In 2016, the United States Federal Trade Commission (FTC) reviewed a proposed rule to remove physician supervision requirements for advanced practice nurses (APNs), including CRNAs. The FTC praised the proposed rule as a way to increase the VA’s “ability to provide timely, efficient, and effective” care for our nation’s veterans and increase their access to needed healthcare and decrease wait times for patient appointments. The FTC noted theses changes in the VA would also benefit healthcare consumers in private markets.

Yet today, while all other types of APNs can practice to the full extent of their training, education, and licensure, CRNAs cannot. In fact, CRNAs are the only advanced practice nurses without full practice authority in the VA healthcare system.

This is despite the fact that the ability of CRNAs to provide high-quality care, even under the most difficult circumstances, has been recognized by every branch of the U.S. military. CRNAs have full practice authority in the U.S. Army, Navy, and Air Force and are the predominant provider of anesthesia on forward surgical teams and in combat support hospitals, where 90 percent of forward surgical teams are staffed by CRNAs.

The current barrier to CRNA in the VA health system is an anti-competitive action recognized by the FTC, AMVETS, one of the largest veterans’ service organizations in the United States, and others.

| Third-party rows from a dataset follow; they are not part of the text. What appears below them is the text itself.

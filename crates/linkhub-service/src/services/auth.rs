//! Authentication service
//!
//! Handles credentials sign-up and sign-in, and lists the enabled sign-in
//! providers. Sessions are stateless signed tokens, so sign-out needs no
//! server-side work beyond clearing the cookie.

use linkhub_common::{AppError, AuthProvider};
use linkhub_core::{DomainError, Role, User, UserId};
use tracing::{info, instrument, warn};
use validator::Validate;

use crate::dto::{AccountResponse, CreatedUserResponse, LoginRequest, LoginResponse, RegisterRequest};

use super::context::ServiceContext;
use super::error::ServiceResult;

/// Fields of a new account, already validated
pub(crate) struct NewAccount {
    pub email: String,
    pub password: String,
    pub name: String,
    pub username: String,
    pub role: Role,
    pub is_active: bool,
}

/// Create a user after checking email then username uniqueness
pub(crate) async fn create_account(ctx: &ServiceContext, account: NewAccount) -> ServiceResult<User> {
    if ctx.user_repo().email_exists(&account.email).await? {
        return Err(DomainError::EmailAlreadyExists.into());
    }
    if ctx.user_repo().username_taken(&account.username, None).await? {
        return Err(DomainError::UsernameAlreadyExists.into());
    }

    let password_hash = ctx.password_service().hash(&account.password)?;

    let mut user = User::new(UserId::new(), account.email, account.name, account.username);
    user.role = account.role;
    user.is_active = account.is_active;

    ctx.user_repo().create(&user, &password_hash).await?;
    info!(user_id = %user.id, role = user.role.as_str(), "User created");

    Ok(user)
}

/// Authentication service
pub struct AuthService<'a> {
    ctx: &'a ServiceContext,
}

impl<'a> AuthService<'a> {
    /// Create a new AuthService
    pub fn new(ctx: &'a ServiceContext) -> Self {
        Self { ctx }
    }

    /// Register a new user with role `user`
    #[instrument(skip(self, request), fields(username = ?request.username))]
    pub async fn register(&self, request: RegisterRequest) -> ServiceResult<CreatedUserResponse> {
        request.validate()?;

        let user = create_account(
            self.ctx,
            NewAccount {
                email: request.email.unwrap_or_default(),
                password: request.password.unwrap_or_default(),
                name: request.name.unwrap_or_default(),
                username: request.username.unwrap_or_default(),
                role: Role::User,
                is_active: true,
            },
        )
        .await?;

        Ok(CreatedUserResponse::new(AccountResponse::from(&user)))
    }

    /// Login with email and password
    #[instrument(skip(self, request))]
    pub async fn login(&self, request: LoginRequest) -> ServiceResult<LoginResponse> {
        request.validate()?;
        let email = request.email.unwrap_or_default();
        let password = request.password.unwrap_or_default();

        let user = self
            .ctx
            .user_repo()
            .find_by_email(&email)
            .await?
            .ok_or_else(|| {
                warn!("Login failed: unknown email");
                AppError::InvalidCredentials
            })?;

        let password_hash = self
            .ctx
            .user_repo()
            .get_password_hash(user.id)
            .await?
            .ok_or_else(|| {
                warn!(user_id = %user.id, "Login failed: no password hash");
                AppError::InvalidCredentials
            })?;

        self.ctx
            .password_service()
            .verify_or_error(&password, &password_hash)
            .inspect_err(|_| warn!(user_id = %user.id, "Login failed: invalid password"))?;

        let session = self.ctx.jwt_service().issue_session(&user)?;
        info!(user_id = %user.id, "User logged in successfully");

        Ok(LoginResponse {
            token: session.token,
            expires_in: session.expires_in,
            user: AccountResponse::from(&user),
        })
    }

    /// Enabled sign-in providers, credentials first
    #[must_use]
    pub fn providers(&self) -> Vec<AuthProvider> {
        self.ctx.auth_providers().enabled()
    }
}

It is time to bust the healthcare monopoly within the VA and ensure our veterans have the care they need and deserve for their sacrifice and services.

Visit anesthesiafacts.com to ask New York State Congressional leaders to contact U.S. Department of Veterans Affairs (VA) Secretary Denis McDonough in support of the VA’s effort to establish National Standards of Practice for Healthcare Professionals, and to support allowing CRNAs to practice to the full extent of their education and training.

 

CRNAs provide critical service to the military and veterans

CRNAs are the primary providers of anesthesia care to U.S military personnel and our nation’s veterans. We thank these CRNAs for their critical service.

Nurses first provided anesthesia on the battlefields of the American Civil War. During World War I, nurse anesthetists became the predominant providers of anesthesia care to wounded soldiers on the front lines. Today, CRNAs have full practice authority in every branch of the military and are the primary providers of anesthesia care to U.S. military personnel on front lines, navy ships, and aircraft evacuation teams around the globe.